N’oublions pas que  la troisième  ville  du pays est la capitale  régionale du  Grand Sud  qui regroupe quatre départements géographiques. Si la proximité du Sud-Est avec Port-au-Prince le place naturellement dans son orbite, la Grande Anse et les Nippes peuvent difficilement échapper à l’emprise des Cayes. La zone d’influence de la capitale régionale du Grand Sud regroupe environ 1,276 296 habitants dans trois départements.  Presque tous les ministères et la plupart des services déconcentrés de l’Etat sont représentés dans cette ville. Toutes catégories confondues, il en existe 35 dont le bureau de l’immigration, la direction des impôts et les douanes. A l’exception notable de la Banque de la République d’Haïti et la Scotia Bank, tous les établissements financiers qui sont opérationnels à Port-au-Prince disposent de succursales aux  Cayes.  En  matière  d’enseignement  supérieur, l’Université  Publique,  l’Université  Notre Dame d’Haïti, l’Université Américaine de la Caraïbe, l’Ecole de Droit & des Sciences Economiques, la plus ancienne de toutes, dispensent aux jeunes de la région une formation universitaire de premier cycle. Cependant, d’autres facultés indépendantes et de nombreuses écoles professionnelles agrémentent l’offre de formation dans des domaines assez variés. Dans l’ensemble, leur rayonnement va au-delà du seul département du Sud. Et dans le registre culturel,  la  Métropole  méridionale  a  démontré  sans  ambages  sa  capacité  à  organiser  de manière professionnelle les deux plus grands événements festifs d’Haïti qui sont le Carnaval national et le festival de Gelée.
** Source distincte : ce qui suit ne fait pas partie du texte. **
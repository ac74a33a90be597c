//! Human-readable output formatter with colors and styling.

use super::formatter::ArchiveListing;
use super::formatter::DistributionFile;
use super::formatter::FileReport;
use super::formatter::OutputFormatter;
use anyhow::Result;
use console::Term;
use console::style;
use inspector_core::FileContents;
use inspector_core::analysis::Finding;
use inspector_core::analysis::Severity;
use inspector_core::registry::ReleaseGroup;
use std::borrow::Cow;

pub struct HumanFormatter {
    verbose: bool,
    quiet: bool,
    use_colors: bool,
    term: Term,
    err_term: Term,
}

impl HumanFormatter {
    pub fn new(verbose: bool, quiet: bool) -> Self {
        Self {
            verbose,
            quiet,
            use_colors: console::colors_enabled(),
            term: Term::stdout(),
            err_term: Term::stderr(),
        }
    }

    fn format_size(bytes: u64) -> String {
        const KB: u64 = 1024;
        const MB: u64 = KB * 1024;
        const GB: u64 = MB * 1024;

        if bytes >= GB {
            format!("{:.1} GB", bytes as f64 / GB as f64)
        } else if bytes >= MB {
            format!("{:.1} MB", bytes as f64 / MB as f64)
        } else if bytes >= KB {
            format!("{:.1} KB", bytes as f64 / KB as f64)
        } else {
            format!("{bytes} B")
        }
    }

    fn heading(&self, text: &str) -> Result<()> {
        if self.quiet {
            return Ok(());
        }
        if self.use_colors {
            self.term.write_line(&style(text).bold().to_string())?;
        } else {
            self.term.write_line(text)?;
        }
        Ok(())
    }

    fn finding_line(&self, finding: &Finding) -> String {
        let label = finding.sanitized_label();
        let Some(value) = finding.sanitized_value() else {
            return self.paint(finding.severity, &label);
        };

        if self.use_colors {
            format!("{}: {}", style(&label).bold(), self.paint(finding.severity, &value))
        } else {
            format!("{label}: {value}")
        }
    }

    fn paint(&self, severity: Severity, text: &str) -> String {
        if !self.use_colors {
            return text.to_string();
        }
        match severity {
            Severity::High => style(text).red().bold().to_string(),
            Severity::Medium => style(text).yellow().to_string(),
            Severity::Normal => text.to_string(),
        }
    }
}

/// Strips terminal control characters from archive-provided text, keeping
/// line structure.
fn printable(text: &str) -> Cow<'_, str> {
    let is_unsafe = |c: char| c.is_control() && c != '\n' && c != '\t';
    if text.chars().any(is_unsafe) {
        Cow::Owned(text.chars().filter(|&c| !is_unsafe(c)).collect())
    } else {
        Cow::Borrowed(text)
    }
}

impl OutputFormatter for HumanFormatter {
    fn format_versions(&self, project: &str, groups: &[ReleaseGroup]) -> Result<()> {
        self.heading(&format!("{project} ({} releases)", groups.len()))?;

        for group in groups {
            let platforms = group.platforms.join(", ");
            if self.use_colors {
                self.term.write_line(&format!(
                    "  {:<20} {}",
                    style(printable(&group.version)).green(),
                    style(printable(&platforms)).dim()
                ))?;
            } else {
                self.term.write_line(&format!(
                    "  {:<20} {}",
                    printable(&group.version),
                    printable(&platforms)
                ))?;
            }
        }

        Ok(())
    }

    fn format_distributions(
        &self,
        project: &str,
        version: &str,
        files: &[DistributionFile],
    ) -> Result<()> {
        self.heading(&format!(
            "{} {} ({} distributions)",
            printable(project),
            printable(version),
            files.len()
        ))?;

        for file in files {
            let platform = printable(&file.platform);
            if self.use_colors {
                self.term.write_line(&format!(
                    "  {:<20} {}",
                    style(platform).green(),
                    printable(&file.filename)
                ))?;
            } else {
                self.term
                    .write_line(&format!("  {platform:<20} {}", printable(&file.filename)))?;
            }
            if self.verbose {
                self.term.write_line(&format!("  {:<20} {}", "", printable(&file.url)))?;
            }
        }

        Ok(())
    }

    fn format_listing(&self, listing: &ArchiveListing<'_>) -> Result<()> {
        self.heading(&format!(
            "{} ({}, {}, {} files)",
            printable(listing.name),
            listing.format,
            Self::format_size(listing.size),
            listing.entries.len()
        ))?;

        for entry in listing.entries {
            self.term.write_line(&printable(entry))?;
        }

        Ok(())
    }

    fn format_file(&self, _operation: &str, report: &FileReport<'_>) -> Result<()> {
        self.heading(&printable(report.path))?;

        for finding in report.findings {
            self.term
                .write_line(&format!("  {}", self.finding_line(finding)))?;
        }

        if let Some(link) = report.report_link {
            self.term.write_line(&format!("  Report: {link}"))?;
        }

        match report.contents {
            Some(FileContents::Text { text, syntax }) => {
                if self.verbose
                    && let Some(syntax) = syntax
                {
                    self.term
                        .write_line(&format!("  Syntax: {}", printable(syntax)))?;
                }
                self.term.write_line("")?;
                self.term.write_str(&printable(text))?;
                if !text.ends_with('\n') {
                    self.term.write_line("")?;
                }
            }
            Some(FileContents::Binary) => {
                self.term.write_line("")?;
                self.term.write_line("Binary files are not supported.")?;
            }
            None => {}
        }

        Ok(())
    }

    fn format_tool_output(&self, _operation: &str, path: &str, output: &str) -> Result<()> {
        self.heading(&printable(path))?;
        self.term.write_str(&printable(output))?;
        if !output.ends_with('\n') {
            self.term.write_line("")?;
        }
        Ok(())
    }

    fn format_warning(&self, message: &str) {
        if self.quiet {
            return;
        }

        if self.use_colors {
            let _ = self
                .err_term
                .write_line(&format!("{} {message}", style("⚠").yellow().bold()));
        } else {
            let _ = self.err_term.write_line(&format!("WARNING: {message}"));
        }
    }
}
Les pays de la région ont depuis les années quatre-vingt et quatre-vingt-dix développé leurs infrastructures aéroportuaires. Cependant, tous les territoires de la Caraïbe ne bénéficient pas des mêmes niveaux d’accessibilité aérienne. Haïti est jusqu’ici le seul membre de l’organisation régionale  dans sa composante insulaire dont l’évolution des infrastructures aéroportuaires ne coïncide pas nécessairement avec le développement  de l’industrie touristique. Pourtant, il fut le premier pays de l’espace caribéen à se positionner  en destination touristique après la Seconde Guerre mondiale. Aujourd’hui, la plupart des pays caribéens ont une économie axée sur le tourisme. A titre indicatif les Bahamas reçoivent chaque année  la bagatelle de 4,6 millions de touristes en provenance des Etats-Unis d’Amérique. C’est la destination balnéaire préférée des américains. Cependant, depuis quelques années des études prospectives dont l’objet est le potentiel   touristique   de   la   côte   Sud   d’Haïti   sont   menées   tantôt   par   des   agences gouvernementales tantôt par le secteur privé des affaires et parfois par des organisations internationales.  Les  conclusions  de  ces  enquêtes  sont  unanimes  à  reconnaitre  que  les richesses naturelles de la région combinées à son patrimoine architecturale historique constituent des attractions capables de rivaliser avec les atouts des destinations touristiques caribéennes les plus prisées. Pour beaucoup de spécialistes, le Sud est un diamant à l’état pur. Plages au sable blond, mer turquoise, grottes, forêt de montagne, chutes d’eau, forteresses des périodes coloniale et postcoloniale foisonnent.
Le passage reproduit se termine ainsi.